Avec cette décision de la FIFA, la mission se complique pour le capitaine Seydoublen Keïta et ses coéquipiers. Ce, d’autant que l’Algérie apparaît, du moins sur le papier, comme le plus sérieux adversaire des Aigles dans la course à la qualification. « ça complique notre tâche. Je comprends que le football ne soit pas la préoccupation du Mali dans le contexte actuel, mais cette situation complique sérieusement la tâche de la sélection nationale », a réagi l’entraîneur national, Amadou Pathé Diallo dans une interview accordée à nos confrères algériens. « Jouer hors de ses bases et loin de son public désavantagerait beaucoup le groupe, surtout quand l’adversaire s’appelle Algérie, une équipe qui reste sur une série de bons résultats depuis l’arrivée de Vahid Halihodzic », insistera l’ancien international qui dirigera les deux premiers matches de la sélection nationale avant de passer la main à un nouvel entraîneur. Evidemment, du côté algérien on se réjouit déjà de la décision de la FIFA de délocaliser la rencontre.

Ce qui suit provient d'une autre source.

use axum::{
    body::Body,
    http::{Method, Request, StatusCode},
    Router,
};
use budget_back_end::{
    api::router,
    author::db_types::AuthorRecord,
    budget::{db_types::BudgetEntry, processor_enums::BudgetYearStatsResponse},
    utils::app_config::AppConfig,
};
use serde_json::{json, Value};
use tower::ServiceExt;

type TestResult = Result<(), Box<dyn std::error::Error>>;

fn app() -> Router {
    router(AppConfig::in_memory())
}

async fn send(
    app: &Router,
    method: Method,
    uri: &str,
    body: Option<Value>,
) -> Result<(StatusCode, Vec<u8>), Box<dyn std::error::Error>> {
    let mut builder = Request::builder().method(method).uri(uri);
    let body = match body {
        Some(value) => {
            builder = builder.header("content-type", "application/json");
            Body::from(serde_json::to_vec(&value)?)
        }
        None => Body::empty(),
    };

    let response = app.clone().oneshot(builder.body(body)?).await?;
    let status = response.status();
    let bytes = axum::body::to_bytes(response.into_body(), usize::MAX).await?;

    Ok((status, bytes.to_vec()))
}

async fn add_record(
    app: &Router,
    year: i32,
    month: i32,
    amount: i32,
    budget_type: &str,
) -> Result<BudgetEntry, Box<dyn std::error::Error>> {
    let (status, body) = send(
        app,
        Method::POST,
        "/budget/add",
        Some(json!({ "year": year, "month": month, "amount": amount, "type": budget_type })),
    )
    .await?;
    assert_eq!(status, StatusCode::CREATED);

    Ok(serde_json::from_slice(&body)?)
}

async fn add_author(app: &Router, full_name: &str) -> Result<AuthorRecord, Box<dyn std::error::Error>> {
    let (status, body) = send(
        app,
        Method::POST,
        "/author/add",
        Some(json!({ "fullName": full_name })),
    )
    .await?;
    assert_eq!(status, StatusCode::CREATED);

    Ok(serde_json::from_slice(&body)?)
}

async fn stats(app: &Router, uri: &str) -> Result<BudgetYearStatsResponse, Box<dyn std::error::Error>> {
    let (status, body) = send(app, Method::GET, uri, None).await?;
    assert_eq!(status, StatusCode::OK);

    Ok(serde_json::from_slice(&body)?)
}

#[tokio::test]
async fn test_budget_pagination() -> TestResult {
    let app = app();
    add_record(&app, 2020, 5, 10, "Income").await?;
    add_record(&app, 2020, 5, 5, "Income").await?;
    add_record(&app, 2020, 5, 20, "Income").await?;
    add_record(&app, 2020, 5, 30, "Income").await?;
    add_record(&app, 2020, 5, 40, "Income").await?;
    add_record(&app, 2030, 1, 1, "Expense").await?;

    let response = stats(&app, "/budget/year/2020/stats?limit=3&offset=1").await?;

    assert_eq!(response.total, 5);
    assert_eq!(response.items.len(), 3);
    assert_eq!(response.total_by_type.get("Income"), Some(&105));
    assert_eq!(response.total_by_type.get("Expense"), None);

    Ok(())
}

#[tokio::test]
async fn test_stats_sort_order() -> TestResult {
    let app = app();
    add_record(&app, 2020, 5, 100, "Income").await?;
    add_record(&app, 2020, 1, 5, "Income").await?;
    add_record(&app, 2020, 5, 50, "Income").await?;
    add_record(&app, 2020, 1, 30, "Income").await?;
    add_record(&app, 2020, 5, 400, "Income").await?;

    let response = stats(&app, "/budget/year/2020/stats?limit=100&offset=0").await?;

    let months: Vec<i32> = response.items.iter().map(|e| e.record.month).collect();
    let amounts: Vec<i32> = response.items.iter().map(|e| e.record.amount).collect();
    assert_eq!(months, vec![1, 1, 5, 5, 5]);
    assert_eq!(amounts, vec![30, 5, 400, 100, 50]);

    Ok(())
}

#[tokio::test]
async fn test_invalid_month_values() -> TestResult {
    let app = app();

    for month in [-5, 0, 13, 15] {
        let (status, body) = send(
            &app,
            Method::POST,
            "/budget/add",
            Some(json!({ "year": 2020, "month": month, "amount": 5, "type": "Income" })),
        )
        .await?;
        assert_eq!(status, StatusCode::BAD_REQUEST, "month {month}");

        let error: Value = serde_json::from_slice(&body)?;
        assert_eq!(error["success"], json!(false));
        assert!(error["error"].as_str().is_some_and(|msg| msg.contains("month")));
    }

    let response = stats(&app, "/budget/year/2020/stats?limit=10&offset=0").await?;
    assert_eq!(response.total, 0);

    Ok(())
}

#[tokio::test]
async fn test_negative_amount_is_rejected() -> TestResult {
    let app = app();

    let (status, _) = send(
        &app,
        Method::POST,
        "/budget/add",
        Some(json!({ "year": 2020, "month": 3, "amount": -1, "type": "Expense" })),
    )
    .await?;

    assert_eq!(status, StatusCode::BAD_REQUEST);
    Ok(())
}

#[tokio::test]
async fn test_budget_with_author() -> TestResult {
    let app = app();
    let author = add_author(&app, "John Doe").await?;

    let (status, body) = send(
        &app,
        Method::POST,
        "/budget/add",
        Some(json!({ "year": 2020, "month": 5, "amount": 100, "type": "Income", "authorId": author.id })),
    )
    .await?;
    assert_eq!(status, StatusCode::CREATED);

    let saved: Value = serde_json::from_slice(&body)?;
    assert_eq!(saved["authorId"], json!(author.id));
    assert_eq!(saved["author"]["fullName"], json!("John Doe"));
    assert_eq!(saved["type"], json!("Income"));

    add_record(&app, 2020, 6, 7, "Expense").await?;

    for filter in ["john", "JOHN", "Doe"] {
        let response = stats(
            &app,
            &format!("/budget/year/2020/stats?limit=100&offset=0&authorNameFilter={filter}"),
        )
        .await?;
        assert_eq!(response.total, 1, "filter {filter}");
        assert_eq!(response.items.len(), 1);
        assert_eq!(response.items[0].record.author_id, Some(author.id));
        assert_eq!(response.items[0].author.as_ref(), Some(&author));
        assert_eq!(response.total_by_type.get("Income"), Some(&100));
    }

    let response = stats(&app, "/budget/year/2020/stats?limit=100&offset=0&authorNameFilter=Jane").await?;
    assert_eq!(response.total, 0);
    assert!(response.items.is_empty());
    assert!(response.total_by_type.is_empty());

    let response = stats(&app, "/budget/year/2020/stats?limit=100&offset=0").await?;
    assert_eq!(response.total, 2);

    Ok(())
}

#[tokio::test]
async fn test_unknown_author_is_a_server_error() -> TestResult {
    let app = app();

    let (status, _) = send(
        &app,
        Method::POST,
        "/budget/add",
        Some(json!({ "year": 2020, "month": 5, "amount": 1, "type": "Income", "authorId": 99 })),
    )
    .await?;
    assert_eq!(status, StatusCode::INTERNAL_SERVER_ERROR);

    let response = stats(&app, "/budget/year/2020/stats?limit=10&offset=0").await?;
    assert_eq!(response.total, 0);

    Ok(())
}

#[tokio::test]
async fn test_page_size_matches_bounds() -> TestResult {
    let app = app();
    for month in 1..=4 {
        add_record(&app, 2021, month, 10 * month, "Expense").await?;
    }

    for (limit, offset, expected) in [(2, 0, 2), (2, 3, 1), (10, 4, 0), (0, 0, 0), (3, 100, 0)] {
        let response = stats(
            &app,
            &format!("/budget/year/2021/stats?limit={limit}&offset={offset}"),
        )
        .await?;
        assert_eq!(response.items.len(), expected, "limit {limit} offset {offset}");
        assert_eq!(response.total, 4);
        assert_eq!(response.total_by_type.get("Expense"), Some(&100));
    }

    Ok(())
}

#[tokio::test]
async fn test_stats_requires_pagination_params() -> TestResult {
    let app = app();

    for uri in [
        "/budget/year/2020/stats",
        "/budget/year/2020/stats?limit=10",
        "/budget/year/2020/stats?limit=abc&offset=0",
        "/budget/year/2020/stats?limit=10&offset=-1",
        "/budget/year/twenty/stats?limit=10&offset=0",
    ] {
        let (status, _) = send(&app, Method::GET, uri, None).await?;
        assert_eq!(status, StatusCode::BAD_REQUEST, "{uri}");
    }

    Ok(())
}

#[tokio::test]
async fn test_malformed_body_is_bad_request() -> TestResult {
    let app = app();

    let (status, _) = send(
        &app,
        Method::POST,
        "/budget/add",
        Some(json!({ "year": 2020, "month": 5, "amount": 1, "type": "Gift" })),
    )
    .await?;
    assert_eq!(status, StatusCode::BAD_REQUEST);

    let (status, _) = send(&app, Method::POST, "/author/add", Some(json!({ "fullName": "  " }))).await?;
    assert_eq!(status, StatusCode::BAD_REQUEST);

    Ok(())
}

#[tokio::test]
async fn test_get_author() -> TestResult {
    let app = app();
    let author = add_author(&app, "Jane Roe").await?;

    let (status, body) = send(&app, Method::GET, &format!("/author/{}", author.id), None).await?;
    assert_eq!(status, StatusCode::OK);
    assert_eq!(serde_json::from_slice::<AuthorRecord>(&body)?, author);

    let (status, _) = send(&app, Method::GET, "/author/12345", None).await?;
    assert_eq!(status, StatusCode::NOT_FOUND);

    Ok(())
}

#[tokio::test]
async fn test_health() -> TestResult {
    let (status, body) = send(&app(), Method::GET, "/health", None).await?;

    assert_eq!(status, StatusCode::OK);
    assert_eq!(serde_json::from_slice::<Value>(&body)?, json!({ "status": "ok" }));
    Ok(())
}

« C’est le stade municipal du 4 août de Ouagadougou, qui devrait abriter la rencontre. Situé dans le quartier Bilbalgo, dans la capitale du Burkina Faso, Ouagadougou, le stade de Ouaga a une capacité de 35 000 places. Délocaliser le match Mali-Algérie est une raison supplémentaire pour les Fennecs de viser les trois points de la victoire et prendre une bonne option pour la qualification au dernier tour », s’enthousiasme un confrère algérien. Et d’ajouter, « par le passé, l’Algérie a joué 4 matches à Ouagadougou. Le premier le 12 février1967, les Verts l’ont emporté 2-1 contre le Burkina Faso. Le deuxième le 30 août 1981, s’est terminé sur un score de parité 1-1.

La première défaite des Fennecs au Burkina Faso est survenue le 11 février 1998 : 2-1 contre les Etalons. Le dernier match des Algériens au stade du 4 août Ouagadougou a eu lieu en 2001, précisément le 17 juin : défaite 1-0 des Fennecs. Mais tous ces matchs étaient des rencontres amicales ». Dimanche, la sélection algérienne débutera sa campagne au stade Tchaker de Blida (Algérie) alors que les Aigles en découdront avec les Ecureuils béninois au stade de l’Amitié de Cotonou. Pour mémoire, lors de leur dernière confrontation au stade de l’Amitié, Béninois et Maliens s’étaient neutralisés 0-0 (2005).